1
votes

I have a grammar I'm writing, called portugol. The files names are basic, but I chose to call my c program portugol.c.

So, basically, I have to do:

flex portugol.l      ==> lex.yy.c
bison -dy portugol.y ==> y.tab.c and y.tab.h
gcc y.tab.c lex.yy.c portugol.c -o portugol.bin -lm -ly  ==> portugol.bin

(I also have portugol.h, but it is irrelevant to the problem)

For long time now, I'm using a shell script I called flexyagcc.sh that do this. No error in the process.

So now I decided to learn makefile.

The problem I'm facing is that for some odd reason, "bison -dy" I called is followed by this command I didn't write: mv -f y.tab.c portugol.c

Well, this destroys my handmade source file!

I've tried all I could, but could not get rid of this "mv".

I even did a sleep and tried:

y.tab.c y.tab.h : portugol.y
    @echo --- bison -----------------------------------------------
    mv -f portugol.c ptg.c
    $(BISON) $(BFLAGS) portugol.y
    @echo --- bison sleeping --------------------------------------
    sleep 5
    -mv -f portugol.c y.tab.c
    -mv -f ptg.c portugol.c

But for my surprise, I got the following events (in this order):

$ make all o=pequeno
--- bison -----------------------------------------------
mv -f portugol.c ptg.c
bison -dy portugol.y
--- bison sleeping --------------------------------------
sleep 5
mv -f portugol.c y.tab.c
mv: cannot stat `portugol.c': No such file or directory
make: [y.tab.c] Error 1 (ignored)
mv -f ptg.c portugol.c
bison -dy portugol.y 
mv -f y.tab.c portugol.c

Surprise! The mv command is the last one! No matter what I do. I created other rules, just to make it happen last (or first to trick the recursive process). No way! I also used the directive: .NOTPARALLEL. No way.

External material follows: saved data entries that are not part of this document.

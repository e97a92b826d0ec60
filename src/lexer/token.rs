use std::fmt::Display;

/// Source position of a token, 1-based line and column of its first
/// character.
#[derive(Debug, Clone, Copy, Default, serde::Serialize, serde::Deserialize)]
pub struct Span {
    pub line: usize,
    pub col: usize,
}

impl Span {
    pub fn new(line: usize, col: usize) -> Self {
        Self { line, col }
    }

    /// Renders a diagnostic in the `<line>:<column> Error: <message>` form
    /// every stage of the compiler reports with.
    pub fn diagnostic(&self, msg: impl Display) -> String {
        format!("{}:{} Error: {}", self.line, self.col, msg)
    }
}

impl PartialEq for Span {
    fn eq(&self, _other: &Span) -> bool {
        // Nodes are compared structurally; positions never take part.
        true
    }
}

impl Eq for Span {}

#[derive(Debug, Clone, PartialEq, serde::Serialize, serde::Deserialize)]
pub enum Token {
    Ident { value: String, position: Span },
    IntLit { value: i32, position: Span },
    FloatLit { value: f32, position: Span },
    BoolLit { value: bool, position: Span },
    IntKeyword { position: Span },
    FloatKeyword { position: Span },
    BoolKeyword { position: Span },
    VoidKeyword { position: Span },
    ExternKeyword { position: Span },
    IfKeyword { position: Span },
    ElseKeyword { position: Span },
    WhileKeyword { position: Span },
    ReturnKeyword { position: Span },
    Assign { position: Span },
    Plus { position: Span },
    Minus { position: Span },
    Times { position: Span },
    Divide { position: Span },
    Modulo { position: Span },
    Not { position: Span },
    Equal { position: Span },
    NotEqual { position: Span },
    LessThan { position: Span },
    LessOrEqual { position: Span },
    GreaterThan { position: Span },
    GreaterOrEqual { position: Span },
    And { position: Span },
    Or { position: Span },
    LParen { position: Span },
    RParen { position: Span },
    LBrace { position: Span },
    RBrace { position: Span },
    LBracket { position: Span },
    RBracket { position: Span },
    Semicolon { position: Span },
    Comma { position: Span },
    Eof { position: Span },
}

impl Token {
    pub fn position(&self) -> Span {
        match self {
            Token::Ident { position, .. }
            | Token::IntLit { position, .. }
            | Token::FloatLit { position, .. }
            | Token::BoolLit { position, .. }
            | Token::IntKeyword { position }
            | Token::FloatKeyword { position }
            | Token::BoolKeyword { position }
            | Token::VoidKeyword { position }
            | Token::ExternKeyword { position }
            | Token::IfKeyword { position }
            | Token::ElseKeyword { position }
            | Token::WhileKeyword { position }
            | Token::ReturnKeyword { position }
            | Token::Assign { position }
            | Token::Plus { position }
            | Token::Minus { position }
            | Token::Times { position }
            | Token::Divide { position }
            | Token::Modulo { position }
            | Token::Not { position }
            | Token::Equal { position }
            | Token::NotEqual { position }
            | Token::LessThan { position }
            | Token::LessOrEqual { position }
            | Token::GreaterThan { position }
            | Token::GreaterOrEqual { position }
            | Token::And { position }
            | Token::Or { position }
            | Token::LParen { position }
            | Token::RParen { position }
            | Token::LBrace { position }
            | Token::RBrace { position }
            | Token::LBracket { position }
            | Token::RBracket { position }
            | Token::Semicolon { position }
            | Token::Comma { position }
            | Token::Eof { position } => *position,
        }
    }
}

impl Display for Token {
    fn fmt(&self, f: &mut std::fmt::Formatter<'_>) -> std::fmt::Result {
        let lexeme = match self {
            Token::Ident { value, .. } => return write!(f, "{value}"),
            Token::IntLit { value, .. } => return write!(f, "{value}"),
            Token::FloatLit { value, .. } => return write!(f, "{value}"),
            Token::BoolLit { value, .. } => return write!(f, "{value}"),
            Token::IntKeyword { .. } => "int",
            Token::FloatKeyword { .. } => "float",
            Token::BoolKeyword { .. } => "bool",
            Token::VoidKeyword { .. } => "void",
            Token::ExternKeyword { .. } => "extern",
            Token::IfKeyword { .. } => "if",
            Token::ElseKeyword { .. } => "else",
            Token::WhileKeyword { .. } => "while",
            Token::ReturnKeyword { .. } => "return",
            Token::Assign { .. } => "=",
            Token::Plus { .. } => "+",
            Token::Minus { .. } => "-",
            Token::Times { .. } => "*",
            Token::Divide { .. } => "/",
            Token::Modulo { .. } => "%",
            Token::Not { .. } => "!",
            Token::Equal { .. } => "==",
            Token::NotEqual { .. } => "!=",
            Token::LessThan { .. } => "<",
            Token::LessOrEqual { .. } => "<=",
            Token::GreaterThan { .. } => ">",
            Token::GreaterOrEqual { .. } => ">=",
            Token::And { .. } => "&&",
            Token::Or { .. } => "||",
            Token::LParen { .. } => "(",
            Token::RParen { .. } => ")",
            Token::LBrace { .. } => "{",
            Token::RBrace { .. } => "}",
            Token::LBracket { .. } => "[",
            Token::RBracket { .. } => "]",
            Token::Semicolon { .. } => ";",
            Token::Comma { .. } => ",",
            Token::Eof { .. } => "end of input",
        };
        f.write_str(lexeme)
    }
}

I also tried all in the same line, to be sure they execute in the given order:

mv -f portugol.c ptg.c && $(BISON) $(BFLAGS) portugol.y && sleep 5 && mv -f portugol.c y.tab.c && mv -f ptg.c portugol.c

No success.

Well, before I gave up, I decided to use the standard bison output. So, I would have:

flex portugol.l         ==> lex.yy.c
bison -d portugol.y     ==> portugol.tab.c and y.tab.h
gcc portugol.tab.c lex.yy.c portugol.c -o portugol.bin -lm -ly  ==> portugol.bin

But I still get this:

--- bison -----------------------------------------------
bison -d portugol.y
bison -y portugol.y 
mv -f y.tab.c portugol.c

I also tried to chmod -w before and +w after bison, no way.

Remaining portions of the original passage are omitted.